Businesses often invest in creating and supporting their brand, as well as in monitoring the perceptions held by their customers, employees and the general public. A company’s social responsibility efforts typically factor heavily into these perceptions. Corporate social responsibility is a commitment to do more than just serve the needs and expectations of customers and shareholders. It can also mean going beyond business basics and serving a social need. Through corporate social responsibility programs, including responsible business practices, philanthropy and volunteer efforts, businesses can benefit society while boosting their brand.

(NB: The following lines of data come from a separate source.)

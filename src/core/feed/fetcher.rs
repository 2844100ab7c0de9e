#[derive(Debug, thiserror::Error)]
pub enum FetchError {
    #[error("request failed: {0}")]
    Request(#[from] reqwest::Error),
    #[error("unexpected status code: {0}")]
    HttpStatus(u16),
}

/// Download the raw bytes of a feed document. Non-2xx responses are errors;
/// the caller decides whether a failed feed aborts or is skipped.
pub async fn fetch_feed(client: &reqwest::Client, url: &str) -> Result<Vec<u8>, FetchError> {
    let response = client.get(url).send().await?;
    let status = response.status();
    if !status.is_success() {
        return Err(FetchError::HttpStatus(status.as_u16()));
    }
    Ok(response.bytes().await?.to_vec())
}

Socially Responsible Companies Must First Meet Business Responsibilities

In general, businesses have a hierarchy of responsibilities to meet, ranging from the basic (making a profit) to the benevolent (benefiting society). Here are some examples:

  • Economic Responsibilities – A business exists to make a profit for shareholders. If it fails to do so, it likely won’t be able to pay its employees, taxes and other obligations. A corporate social responsibility program (CSR program) cannot be implemented until a business is profitable.
  • Legal Responsibilities – Following the law is the foundation of corporate responsibility. A company cannot benefit society if it does not adhere to labor and tax laws or applicable industry regulations.
  • Ethical Responsibilities – Once a company is profitable and meets its legal responsibilities, it can move up the ladder to ethical responsibilities, which might include paying higher wages, offering employees better benefits, avoiding trade with unscrupulous companies or providing jobs to those who would otherwise have difficulty finding work.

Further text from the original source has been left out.